In Asian Equity Markets stocks were left in limbo on Friday while the U.S. dollar made all the running as recession clouds gathered over Europe and highlighted the relative outperformance of the U.S. economy. Added concerns about the health of China’s economy saw MSCI’s broadest index of Asia-Pacific shares outside Japan ease 0.3 percent, to be down 1.1 percent on the week. Chinese blue chips were flat, while South Korea lost 0.5 percent. Japan’s Nikkei fared better with a 0.3 percent gain due in part to a renewed slide in the yen.
In Currency Markets the U.S. dollar climbed to a fresh one-month high against a basket of major peers on Friday as Federal Reserve policymakers continued to talk up the need for further interest rate hikes ahead of their key Jackson Hole symposium next week. The dollar index rose 0.121 percent to 107.620, after earlier touching 107.68, its highest since July 18. The greenback rose to 136.38 yen for the first time since July 28, while the euro fell to $1.00735, the weakest since July 15. Sterling sank to $1.1905, its weakest since July 21.
In US Equity Markets stocks ended higher Thursday as an upbeat sales forecast from Cisco Systems helped to lift the technology sector, while data showed the economy remained relatively strong. The Dow rose 0.06 percent, to 33,999.04, the S&P 500 gained 0.23 percent, to 4,283.74 and the Nasdaq Composite added 0.21 percent, to 12,965.34. Meanwhile, Cisco’s stock gained 5.8 percent and was among the biggest positives on the three major indexes, after it provided an upbeat forecast for first-quarter sales late on Wednesday as a COVID-19 recovery in China eased supply chain shortages.
In Commodities Markets oil prices gained about 3 percent on Thursday as positive U.S. economic data and robust U.S. fuel consumption offset concerns that slowing economic growth in other countries could undercut demand. Brent futures rose 3.1 percent, to settle at $96.59 a barrel, while U.S. West Texas Intermediate (WTI) crude rose 2.7 percent, to settle at $90.50. Spot gold fell 0.2 percent to $1,758.42 per ounce. Spot silver fell 1.7 percent to $19.513 per ounce, platinum fell 1.2 percent to $912.88 and palladium rose 0.4 percent to $2,150.02.
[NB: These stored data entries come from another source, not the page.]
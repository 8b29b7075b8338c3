//! State Management
//!
//! Session and notification state.

pub mod global;

pub use global::{provide_global_state, require_sign_in, use_global_state, GlobalState};
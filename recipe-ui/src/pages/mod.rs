//! Pages
//!
//! Top-level page components for each route.

pub mod admin;
pub mod auth;
pub mod categories;
pub mod grocery_list;
pub mod home;
pub mod meal_plans;
pub mod recipe_detail;
pub mod recipe_form;
pub mod shared_recipe;

pub use admin::Admin;
pub use auth::{Login, Register};
pub use categories::{Categories, CategoryEdit};
pub use grocery_list::GroceryList;
pub use home::Home;
pub use meal_plans::MealPlans;
pub use recipe_detail::RecipeDetail;
pub use recipe_form::{EditRecipe, NewRecipe};
pub use shared_recipe::SharedRecipe;
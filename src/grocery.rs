//! Grocery List Selection
//!
//! Recipe selection before generation and the check-off list afterwards.
//! Aggregation itself happens on the backend.

use std::collections::BTreeSet;

use crate::forms::ValidationError;
use crate::models::{GroceryList, GroceryListRequest};

/// Recipes chosen for the next grocery list, in selection order
#[derive(Debug, Clone, Default, PartialEq, Eq)]
pub struct RecipeSelection {
    selected: Vec<i64>,
}

impl RecipeSelection {
    pub fn new() -> Self {
        Self::default()
    }

    pub fn toggle(&mut self, recipe_id: i64) {
        if let Some(pos) = self.selected.iter().position(|id| *id == recipe_id) {
            self.selected.remove(pos);
        } else {
            self.selected.push(recipe_id);
        }
    }

    pub fn contains(&self, recipe_id: i64) -> bool {
        self.selected.contains(&recipe_id)
    }

    pub fn len(&self) -> usize {
        self.selected.len()
    }

    pub fn is_empty(&self) -> bool {
        self.selected.is_empty()
    }

    pub fn ids(&self) -> &[i64] {
        &self.selected
    }

    /// Whether every available recipe is selected
    pub fn all_selected(&self, available: &[i64]) -> bool {
        !available.is_empty() && available.iter().all(|id| self.contains(*id))
    }

    /// Select everything, or clear when everything is already selected
    pub fn toggle_all(&mut self, available: &[i64]) {
        if self.all_selected(available) {
            self.selected.clear();
        } else {
            self.selected = available.to_vec();
        }
    }

    /// Label of the select-all button
    pub fn toggle_all_label(&self, available: &[i64]) -> &'static str {
        if self.all_selected(available) {
            "Deselect All"
        } else {
            "Select All"
        }
    }

    pub fn clear(&mut self) {
        self.selected.clear();
    }

    pub fn to_request(&self) -> Result<GroceryListRequest, ValidationError> {
        if self.selected.is_empty() {
            return Err(ValidationError::NoRecipesSelected);
        }
        Ok(GroceryListRequest {
            recipe_ids: self.selected.clone(),
        })
    }
}

/// Checked-off state of a generated list, keyed by item index
#[derive(Debug, Clone, Default, PartialEq, Eq)]
pub struct Checklist {
    checked: BTreeSet<usize>,
}

impl Checklist {
    pub fn new() -> Self {
        Self::default()
    }

    pub fn toggle(&mut self, index: usize) {
        if !self.checked.remove(&index) {
            self.checked.insert(index);
        }
    }

    pub fn is_checked(&self, index: usize) -> bool {
        self.checked.contains(&index)
    }

    pub fn checked_count(&self) -> usize {
        self.checked.len()
    }

    pub fn reset(&mut self) {
        self.checked.clear();
    }

    /// "2 of 5 items checked"
    pub fn progress(&self, total: usize) -> String {
        format!("{} of {} items checked", self.checked.len(), total)
    }
}

/// Printable plain-text rendering
pub fn to_text(list: &GroceryList, checklist: &Checklist) -> String {
    let mut out = String::new();
    out.push_str("Grocery List\n");
    if !list.recipe_titles.is_empty() {
        out.push_str(&format!("For: {}\n", list.recipe_titles.join(", ")));
    }
    out.push('\n');
    for (i, item) in list.items.iter().enumerate() {
        let mark = if checklist.is_checked(i) { "[x]" } else { "[ ]" };
        out.push_str(&format!("{} {}", mark, item.line()));
        if item.recipe_count > 1 {
            out.push_str(&format!(" (used in {} recipes)", item.recipe_count));
        }
        out.push('\n');
    }
    out
}

/// CSV export: name, amount, unit, recipe_count, recipes
#[cfg(feature = "client")]
pub fn write_csv<W: std::io::Write>(list: &GroceryList, writer: W) -> csv::Result<()> {
    let mut wtr = csv::Writer::from_writer(writer);
    wtr.write_record(["name", "amount", "unit", "recipe_count", "recipes"])?;
    for item in &list.items {
        let count = item.recipe_count.to_string();
        let recipes = item.recipes.join("; ");
        wtr.write_record([
            item.name.as_str(),
            item.amount.as_str(),
            item.unit.as_str(),
            count.as_str(),
            recipes.as_str(),
        ])?;
    }
    wtr.flush()?;
    Ok(())
}

#[cfg(test)]
mod tests {
    use super::*;
    use crate::models::GroceryItem;

    fn sample_list() -> GroceryList {
        GroceryList {
            items: vec![
                GroceryItem {
                    name: "Flour".to_string(),
                    amount: "2 1/2".to_string(),
                    unit: "cups".to_string(),
                    recipe_count: 2,
                    recipes: vec!["Pancakes".to_string(), "Bread".to_string()],
                },
                GroceryItem {
                    name: "Eggs".to_string(),
                    amount: "3".to_string(),
                    unit: String::new(),
                    recipe_count: 1,
                    recipes: vec!["Pancakes".to_string()],
                },
            ],
            total_items: 2,
            recipe_count: 2,
            recipe_titles: vec!["Pancakes".to_string(), "Bread".to_string()],
        }
    }

    #[test]
    fn test_toggle_selection() {
        let mut selection = RecipeSelection::new();
        selection.toggle(1);
        selection.toggle(2);
        selection.toggle(1);
        assert_eq!(selection.ids(), &[2]);
    }

    #[test]
    fn test_toggle_all() {
        let available = [1, 2, 3];
        let mut selection = RecipeSelection::new();
        selection.toggle(2);
        assert_eq!(selection.toggle_all_label(&available), "Select All");

        selection.toggle_all(&available);
        assert!(selection.all_selected(&available));
        assert_eq!(selection.toggle_all_label(&available), "Deselect All");

        selection.toggle_all(&available);
        assert!(selection.is_empty());
    }

    #[test]
    fn test_empty_selection_is_rejected() {
        let selection = RecipeSelection::new();
        assert_eq!(
            selection.to_request().unwrap_err().to_string(),
            "Please select at least one recipe"
        );
    }

    #[test]
    fn test_checklist_progress() {
        let mut checklist = Checklist::new();
        checklist.toggle(0);
        checklist.toggle(1);
        checklist.toggle(0);
        assert!(checklist.is_checked(1));
        assert_eq!(checklist.progress(2), "1 of 2 items checked");
        checklist.reset();
        assert_eq!(checklist.checked_count(), 0);
    }

    #[test]
    fn test_text_rendering() {
        let mut checklist = Checklist::new();
        checklist.toggle(1);
        let text = to_text(&sample_list(), &checklist);
        assert!(text.contains("For: Pancakes, Bread"));
        assert!(text.contains("[ ] 2 1/2 cups Flour (used in 2 recipes)"));
        assert!(text.contains("[x] 3 Eggs\n"));
    }

    #[cfg(feature = "client")]
    #[test]
    fn test_csv_export() {
        let mut buf = Vec::new();
        write_csv(&sample_list(), &mut buf).unwrap();
        let text = String::from_utf8(buf).unwrap();
        let mut lines = text.lines();
        assert_eq!(lines.next(), Some("name,amount,unit,recipe_count,recipes"));
        assert_eq!(lines.next(), Some("Flour,2 1/2,cups,2,Pancakes; Bread"));
    }
}
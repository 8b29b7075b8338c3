//! Star Rating Component
//!
//! Read-only or clickable 0-5 star display with half stars.

use leptos::*;

use recipe_manager::display::{
    rating_text, star_fills, star_label, StarFill, StarSize, DEFAULT_MAX_STARS,
};

#[component]
pub fn StarRating(
    #[prop(into)]
    rating: MaybeSignal<Option<f64>>,
    #[prop(default = DEFAULT_MAX_STARS)]
    max: u32,
    #[prop(default = StarSize::Medium)]
    size: StarSize,
    #[prop(default = true)]
    show_text: bool,
    /// Called with the clicked star when editable
    #[prop(optional)]
    on_change: Option<Callback<f64>>,
) -> impl IntoView {
    let editable = on_change.is_some();
    let rating = Signal::derive(move || rating.get());

    view! {
        <div class="flex items-center space-x-1">
            {move || {
                star_fills(rating.get(), max)
                    .into_iter()
                    .enumerate()
                    .map(|(i, fill)| {
                        let n = i as u32 + 1;
                        let (glyph, color) = match fill {
                            StarFill::Full => ("★", "text-yellow-400"),
                            StarFill::Half => ("⯪", "text-yellow-400"),
                            StarFill::Empty => ("☆", "text-gray-300"),
                        };
                        let class = format!(
                            "{} {} {}",
                            size.class(),
                            color,
                            if editable { "cursor-pointer hover:scale-110" } else { "" }
                        );
                        view! {
                            <button
                                type="button"
                                class=class
                                aria-label=star_label(n)
                                disabled=!editable
                                on:click=move |_| {
                                    if let Some(cb) = on_change {
                                        cb.call(n as f64);
                                    }
                                }
                            >
                                {glyph}
                            </button>
                        }
                    })
                    .collect_view()
            }}
            {move || {
                if show_text {
                    rating_text(rating.get()).map(|text| view! {
                        <span class="ml-2 text-sm text-gray-600">{text}</span>
                    })
                } else {
                    None
                }
            }}
        </div>
    }
}
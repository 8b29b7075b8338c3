//! Sign-in Pages
//!
//! Login and registration forms.

use leptos::*;
use leptos_router::*;

use recipe_manager::forms::{LoginForm, RegisterForm};

use crate::api;
use crate::components::ErrorMessage;
use crate::state::use_global_state;

#[component]
pub fn Login() -> impl IntoView {
    let state = use_global_state();
    let navigate = use_navigate();

    let form = create_rw_signal(LoginForm::default());
    let (error, set_error) = create_signal(None::<String>);
    let (submitting, set_submitting) = create_signal(false);

    let on_submit = move |ev: web_sys::SubmitEvent| {
        ev.prevent_default();
        let request = match form.with_untracked(|f| f.to_request()) {
            Ok(request) => request,
            Err(e) => {
                set_error.set(Some(e.to_string()));
                return;
            }
        };
        set_error.set(None);
        set_submitting.set(true);
        let navigate = navigate.clone();
        spawn_local(async move {
            let result = match api::login(&request).await {
                Ok(token) => state.sign_in(&token.access_token).await,
                Err(e) => Err(e),
            };
            set_submitting.set(false);
            match result {
                Ok(user) => {
                    state.show_success(&format!("Welcome back, {}", user.display_name()));
                    navigate("/", Default::default());
                }
                Err(e) => set_error.set(Some(e)),
            }
        });
    };

    view! {
        <div class="max-w-md mx-auto space-y-6">
            <h1 class="text-3xl font-bold text-center">"Sign In"</h1>
            <form on:submit=on_submit class="bg-white rounded-lg shadow p-6 space-y-4">
                {move || error.get().map(|e| view! { <ErrorMessage message=e /> })}
                <div>
                    <label class="block text-sm font-medium mb-1">"Email"</label>
                    <input
                        type="email"
                        autocomplete="email"
                        prop:value=move || form.with(|f| f.email.clone())
                        on:input=move |ev| form.update(|f| f.email = event_target_value(&ev))
                        class="w-full border border-gray-300 rounded-lg px-3 py-2"
                    />
                </div>
                <div>
                    <label class="block text-sm font-medium mb-1">"Password"</label>
                    <input
                        type="password"
                        autocomplete="current-password"
                        prop:value=move || form.with(|f| f.password.clone())
                        on:input=move |ev| form.update(|f| f.password = event_target_value(&ev))
                        class="w-full border border-gray-300 rounded-lg px-3 py-2"
                    />
                </div>
                <button
                    type="submit"
                    disabled=move || submitting.get()
                    class="w-full px-4 py-2 bg-primary-600 hover:bg-primary-700 text-white rounded-lg disabled:bg-gray-400"
                >
                    {move || if submitting.get() { "Signing in..." } else { "Sign In" }}
                </button>
                <p class="text-sm text-center text-gray-600">
                    "No account yet? "
                    <A href="/register" class="text-primary-600 hover:underline">"Sign up"</A>
                </p>
            </form>
        </div>
    }
}

#[component]
pub fn Register() -> impl IntoView {
    let state = use_global_state();
    let navigate = use_navigate();

    let form = create_rw_signal(RegisterForm::default());
    let (error, set_error) = create_signal(None::<String>);
    let (submitting, set_submitting) = create_signal(false);

    let on_submit = move |ev: web_sys::SubmitEvent| {
        ev.prevent_default();
        let request = match form.with_untracked(|f| f.to_request()) {
            Ok(request) => request,
            Err(e) => {
                set_error.set(Some(e.to_string()));
                return;
            }
        };
        set_error.set(None);
        set_submitting.set(true);
        let navigate = navigate.clone();
        spawn_local(async move {
            let result = match api::register(&request).await {
                Ok(auth) => state.sign_in(&auth.access_token).await,
                Err(e) => Err(e),
            };
            set_submitting.set(false);
            match result {
                Ok(_) => {
                    state.show_success("Account created");
                    navigate("/", Default::default());
                }
                Err(e) => set_error.set(Some(e)),
            }
        });
    };

    view! {
        <div class="max-w-md mx-auto space-y-6">
            <h1 class="text-3xl font-bold text-center">"Create Account"</h1>
            <form on:submit=on_submit class="bg-white rounded-lg shadow p-6 space-y-4">
                {move || error.get().map(|e| view! { <ErrorMessage message=e /> })}
                {register_field(form, "Full name", "text", |f| &f.full_name, |f| &mut f.full_name)}
                {register_field(form, "Email", "email", |f| &f.email, |f| &mut f.email)}
                {register_field(form, "Password", "password", |f| &f.password, |f| &mut f.password)}
                {register_field(form, "Confirm password", "password", |f| &f.confirm_password, |f| &mut f.confirm_password)}
                <button
                    type="submit"
                    disabled=move || submitting.get()
                    class="w-full px-4 py-2 bg-primary-600 hover:bg-primary-700 text-white rounded-lg disabled:bg-gray-400"
                >
                    {move || if submitting.get() { "Creating account..." } else { "Sign Up" }}
                </button>
                <p class="text-sm text-center text-gray-600">
                    "Already have an account? "
                    <A href="/login" class="text-primary-600 hover:underline">"Sign in"</A>
                </p>
            </form>
        </div>
    }
}

fn register_field(
    form: RwSignal<RegisterForm>,
    label: &'static str,
    input_type: &'static str,
    get: fn(&RegisterForm) -> &String,
    set: fn(&mut RegisterForm) -> &mut String,
) -> impl IntoView {
    view! {
        <div>
            <label class="block text-sm font-medium mb-1">{label}</label>
            <input
                type=input_type
                prop:value=move || form.with(|f| get(f).clone())
                on:input=move |ev| {
                    let value = event_target_value(&ev);
                    form.update(|f| *set(f) = value);
                }
                class="w-full border border-gray-300 rounded-lg px-3 py-2"
            />
        </div>
    }
}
In European Equity Markets stocks rose on Thursday with a boost from oil stocks, but lagged other major markets as euro zone inflation reached a record high in July and ECB officials hinted at another large rate hike next month. The continent-wide STOXX 600 ended 0.4 percent higher, lifted by a 1.7 percent gain for energy stocks after crude futures rose more than $1. Rockwool lost 8.3 percent after the Danish stone-wool manufacturer cut its 2022 margin guidance on rising energy prices. Adyen fell 3.7 percent after the Dutch payment processor missed core earnings expectations for the first half of 2022.
In Bond Markets U.S. Treasury yields ticked lower on Thursday on the back of Wednesday’s release of the U.S. Federal Reserve’s July meeting minutes that some investors saw as confirming a less aggressive stance in the central bank’s fight against inflation. On Thursday benchmark 10-year Treasury yields were down slightly at 2.878 percent while two-year note yields were down by about six basis points on the day, at 3.235 percent. Data on Thursday also showed below-forecast and downwardly revised jobless claims, which could give the Fed further ammunition to deliver another hefty rate hike next month.